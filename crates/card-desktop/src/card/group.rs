//! Classification keys used by group stacking

use chrono::NaiveDate;
use serde::{Deserialize, Serialize};

use super::CardKind;

/// Clinical priority of the record a card shows
#[derive(Clone, Copy, Debug, PartialEq, Eq, Hash, PartialOrd, Ord, Serialize, Deserialize)]
#[serde(rename_all = "lowercase")]
pub enum Priority {
    Low,
    Normal,
    High,
    Urgent,
}

/// Attribute selected for group stacking
#[derive(Clone, Copy, Debug, PartialEq, Eq, Hash, Serialize, Deserialize)]
#[serde(rename_all = "camelCase")]
pub enum GroupBy {
    Priority,
    Type,
    Provider,
    Patient,
    DueDate,
}

/// Read-only classification supplied by the domain layer
#[derive(Clone, Debug, Default, PartialEq, Serialize, Deserialize)]
#[serde(rename_all = "camelCase")]
pub struct GroupKeys {
    pub priority: Option<Priority>,
    pub card_type: Option<CardKind>,
    pub provider: Option<String>,
    pub patient: Option<String>,
    pub due_date: Option<NaiveDate>,
}

/// Value of a single group key
#[derive(Clone, Debug, PartialEq, Eq, Hash)]
pub enum GroupKey {
    Priority(Priority),
    Type(CardKind),
    Provider(String),
    Patient(String),
    DueDate(NaiveDate),
    /// Card carries no value for the selected attribute
    Unassigned,
}

impl GroupKeys {
    /// Key of this card under `group_by`
    pub fn key(&self, group_by: GroupBy) -> GroupKey {
        let key = match group_by {
            GroupBy::Priority => self.priority.map(GroupKey::Priority),
            GroupBy::Type => self.card_type.map(GroupKey::Type),
            GroupBy::Provider => self.provider.clone().map(GroupKey::Provider),
            GroupBy::Patient => self.patient.clone().map(GroupKey::Patient),
            GroupBy::DueDate => self.due_date.map(GroupKey::DueDate),
        };
        key.unwrap_or(GroupKey::Unassigned)
    }
}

What needs to be done - For this exercise, copy every line of the data that holds "CardKind".

Answer to this exercise -
use super::CardKind;
    pub card_type: Option<CardKind>,
    Type(CardKind),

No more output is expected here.